**Task objective**: Go through the entries below and work out how many lines include "libwebp". Answer with the number only.

----- Records shown

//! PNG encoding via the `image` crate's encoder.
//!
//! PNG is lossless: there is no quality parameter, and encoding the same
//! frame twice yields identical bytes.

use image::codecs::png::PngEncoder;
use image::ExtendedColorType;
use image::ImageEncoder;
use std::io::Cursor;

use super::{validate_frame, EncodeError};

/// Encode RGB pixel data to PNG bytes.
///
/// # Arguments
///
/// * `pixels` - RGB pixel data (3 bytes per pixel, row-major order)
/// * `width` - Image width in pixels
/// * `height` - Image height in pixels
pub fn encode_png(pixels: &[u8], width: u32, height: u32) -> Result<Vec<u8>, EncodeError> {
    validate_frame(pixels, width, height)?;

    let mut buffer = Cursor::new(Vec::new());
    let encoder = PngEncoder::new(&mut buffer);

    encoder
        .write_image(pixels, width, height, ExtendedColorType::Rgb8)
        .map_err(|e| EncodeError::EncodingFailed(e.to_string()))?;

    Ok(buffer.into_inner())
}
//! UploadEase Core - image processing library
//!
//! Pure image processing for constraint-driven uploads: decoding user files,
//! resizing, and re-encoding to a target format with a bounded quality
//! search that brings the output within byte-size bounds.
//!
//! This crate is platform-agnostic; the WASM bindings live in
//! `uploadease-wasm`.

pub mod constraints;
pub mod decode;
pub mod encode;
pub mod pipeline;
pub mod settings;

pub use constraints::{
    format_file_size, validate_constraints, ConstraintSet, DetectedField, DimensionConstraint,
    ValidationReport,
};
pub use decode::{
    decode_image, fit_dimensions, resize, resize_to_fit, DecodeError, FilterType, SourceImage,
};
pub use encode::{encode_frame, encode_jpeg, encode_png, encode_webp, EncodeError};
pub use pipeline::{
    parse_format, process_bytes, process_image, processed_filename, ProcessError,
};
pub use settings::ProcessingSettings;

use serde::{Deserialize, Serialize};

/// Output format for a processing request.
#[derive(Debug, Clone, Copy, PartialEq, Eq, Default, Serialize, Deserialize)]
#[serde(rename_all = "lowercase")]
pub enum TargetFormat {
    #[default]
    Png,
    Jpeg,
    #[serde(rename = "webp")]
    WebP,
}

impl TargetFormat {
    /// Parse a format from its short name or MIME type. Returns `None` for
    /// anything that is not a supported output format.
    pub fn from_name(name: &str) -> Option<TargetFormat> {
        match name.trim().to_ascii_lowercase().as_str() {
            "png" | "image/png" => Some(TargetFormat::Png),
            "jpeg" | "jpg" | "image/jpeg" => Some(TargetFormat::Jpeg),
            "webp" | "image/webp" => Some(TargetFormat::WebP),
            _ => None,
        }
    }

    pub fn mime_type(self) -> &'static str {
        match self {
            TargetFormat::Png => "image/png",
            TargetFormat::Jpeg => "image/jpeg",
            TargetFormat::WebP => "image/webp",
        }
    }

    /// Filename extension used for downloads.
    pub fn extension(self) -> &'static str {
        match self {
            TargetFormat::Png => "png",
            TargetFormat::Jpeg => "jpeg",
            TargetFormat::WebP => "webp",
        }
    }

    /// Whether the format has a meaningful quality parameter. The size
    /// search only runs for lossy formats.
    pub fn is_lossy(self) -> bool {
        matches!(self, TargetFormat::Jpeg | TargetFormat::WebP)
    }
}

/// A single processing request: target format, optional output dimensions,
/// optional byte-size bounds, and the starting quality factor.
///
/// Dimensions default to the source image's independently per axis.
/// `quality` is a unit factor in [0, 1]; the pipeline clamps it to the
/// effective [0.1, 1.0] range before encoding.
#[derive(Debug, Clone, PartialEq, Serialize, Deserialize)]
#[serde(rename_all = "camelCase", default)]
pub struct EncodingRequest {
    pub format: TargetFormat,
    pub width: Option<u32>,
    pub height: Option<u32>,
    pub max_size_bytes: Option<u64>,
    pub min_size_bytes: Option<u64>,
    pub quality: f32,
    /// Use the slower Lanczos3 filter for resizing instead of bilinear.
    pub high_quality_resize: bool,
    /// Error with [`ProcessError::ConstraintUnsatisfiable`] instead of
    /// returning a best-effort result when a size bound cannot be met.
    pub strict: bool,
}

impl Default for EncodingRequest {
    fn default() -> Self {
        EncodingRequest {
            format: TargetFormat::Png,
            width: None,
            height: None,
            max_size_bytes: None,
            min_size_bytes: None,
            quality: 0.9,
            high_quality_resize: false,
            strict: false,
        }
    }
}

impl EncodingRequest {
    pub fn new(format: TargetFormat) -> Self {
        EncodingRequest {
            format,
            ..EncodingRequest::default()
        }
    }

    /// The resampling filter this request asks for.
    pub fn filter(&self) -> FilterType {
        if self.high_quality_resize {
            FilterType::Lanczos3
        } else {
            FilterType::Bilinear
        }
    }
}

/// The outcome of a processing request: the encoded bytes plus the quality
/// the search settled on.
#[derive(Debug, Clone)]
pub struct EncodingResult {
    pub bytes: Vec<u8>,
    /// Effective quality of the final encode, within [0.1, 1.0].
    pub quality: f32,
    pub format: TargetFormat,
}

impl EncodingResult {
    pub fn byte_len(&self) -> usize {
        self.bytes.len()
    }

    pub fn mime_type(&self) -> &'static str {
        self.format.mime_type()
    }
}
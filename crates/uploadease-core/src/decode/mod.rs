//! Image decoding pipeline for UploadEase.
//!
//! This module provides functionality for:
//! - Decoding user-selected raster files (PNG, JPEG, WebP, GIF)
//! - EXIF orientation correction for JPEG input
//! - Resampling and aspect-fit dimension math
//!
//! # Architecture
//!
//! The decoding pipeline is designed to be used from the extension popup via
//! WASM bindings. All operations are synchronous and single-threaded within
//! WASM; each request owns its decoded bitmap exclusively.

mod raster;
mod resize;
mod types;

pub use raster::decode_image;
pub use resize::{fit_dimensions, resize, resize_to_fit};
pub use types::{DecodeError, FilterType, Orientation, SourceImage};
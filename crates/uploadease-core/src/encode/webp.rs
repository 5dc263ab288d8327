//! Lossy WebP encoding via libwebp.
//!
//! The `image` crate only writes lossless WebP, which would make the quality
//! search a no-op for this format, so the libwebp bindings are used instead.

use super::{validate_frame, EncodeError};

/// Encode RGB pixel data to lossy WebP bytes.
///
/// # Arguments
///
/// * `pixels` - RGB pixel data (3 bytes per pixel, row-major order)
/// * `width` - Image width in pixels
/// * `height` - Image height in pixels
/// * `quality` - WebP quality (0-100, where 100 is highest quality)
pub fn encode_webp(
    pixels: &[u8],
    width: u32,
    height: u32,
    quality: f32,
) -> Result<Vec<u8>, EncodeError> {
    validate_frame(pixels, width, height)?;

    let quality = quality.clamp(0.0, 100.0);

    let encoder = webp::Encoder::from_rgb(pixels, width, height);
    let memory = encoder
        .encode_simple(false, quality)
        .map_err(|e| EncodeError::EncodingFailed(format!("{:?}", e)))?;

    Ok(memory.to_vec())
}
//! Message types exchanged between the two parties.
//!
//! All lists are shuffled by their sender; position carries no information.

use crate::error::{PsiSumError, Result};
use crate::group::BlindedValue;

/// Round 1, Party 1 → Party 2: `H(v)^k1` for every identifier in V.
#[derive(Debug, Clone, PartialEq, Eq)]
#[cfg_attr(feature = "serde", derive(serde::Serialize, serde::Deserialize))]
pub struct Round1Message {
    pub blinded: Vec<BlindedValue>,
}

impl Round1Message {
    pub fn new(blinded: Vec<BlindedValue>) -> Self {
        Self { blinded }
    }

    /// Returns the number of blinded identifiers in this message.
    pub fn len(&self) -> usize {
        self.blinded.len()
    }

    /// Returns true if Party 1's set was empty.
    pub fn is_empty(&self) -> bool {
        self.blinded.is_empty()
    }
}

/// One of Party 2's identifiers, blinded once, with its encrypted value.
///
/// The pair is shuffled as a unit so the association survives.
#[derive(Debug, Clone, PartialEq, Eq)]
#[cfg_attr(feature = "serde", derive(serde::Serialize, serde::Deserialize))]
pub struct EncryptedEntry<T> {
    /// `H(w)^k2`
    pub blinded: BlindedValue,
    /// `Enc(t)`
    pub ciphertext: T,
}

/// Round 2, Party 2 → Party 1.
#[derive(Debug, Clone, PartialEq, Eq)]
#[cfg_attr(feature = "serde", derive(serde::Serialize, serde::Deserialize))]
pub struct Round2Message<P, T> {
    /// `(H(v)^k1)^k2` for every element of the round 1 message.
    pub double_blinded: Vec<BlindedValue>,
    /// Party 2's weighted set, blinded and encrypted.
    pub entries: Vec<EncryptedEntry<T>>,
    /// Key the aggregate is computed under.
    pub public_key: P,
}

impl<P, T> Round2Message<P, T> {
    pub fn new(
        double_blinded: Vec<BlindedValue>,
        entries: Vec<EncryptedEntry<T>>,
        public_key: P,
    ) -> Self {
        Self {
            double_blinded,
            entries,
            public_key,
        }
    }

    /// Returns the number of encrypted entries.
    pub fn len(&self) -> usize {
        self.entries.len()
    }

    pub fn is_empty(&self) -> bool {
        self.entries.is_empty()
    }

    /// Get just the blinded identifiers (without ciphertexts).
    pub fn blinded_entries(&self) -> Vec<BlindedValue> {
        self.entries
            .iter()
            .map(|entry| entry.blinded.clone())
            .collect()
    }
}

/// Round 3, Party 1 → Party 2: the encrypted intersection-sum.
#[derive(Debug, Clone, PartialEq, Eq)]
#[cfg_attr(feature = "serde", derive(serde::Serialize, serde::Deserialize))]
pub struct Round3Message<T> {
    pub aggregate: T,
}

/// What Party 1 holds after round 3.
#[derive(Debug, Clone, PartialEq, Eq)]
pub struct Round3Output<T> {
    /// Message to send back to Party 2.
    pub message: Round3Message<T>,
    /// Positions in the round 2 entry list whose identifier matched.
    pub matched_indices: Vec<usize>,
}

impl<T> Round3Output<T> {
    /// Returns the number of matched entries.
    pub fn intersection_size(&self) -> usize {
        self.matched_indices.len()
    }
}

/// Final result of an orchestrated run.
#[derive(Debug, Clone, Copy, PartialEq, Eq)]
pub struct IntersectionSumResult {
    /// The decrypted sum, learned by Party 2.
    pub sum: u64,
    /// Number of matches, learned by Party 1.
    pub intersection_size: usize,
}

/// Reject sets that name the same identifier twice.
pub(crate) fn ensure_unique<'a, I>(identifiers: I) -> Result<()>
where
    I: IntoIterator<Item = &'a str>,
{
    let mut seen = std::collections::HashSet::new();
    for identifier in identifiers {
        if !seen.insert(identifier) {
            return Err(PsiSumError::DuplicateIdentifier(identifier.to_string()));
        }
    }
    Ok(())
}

----------

**Task output**: 2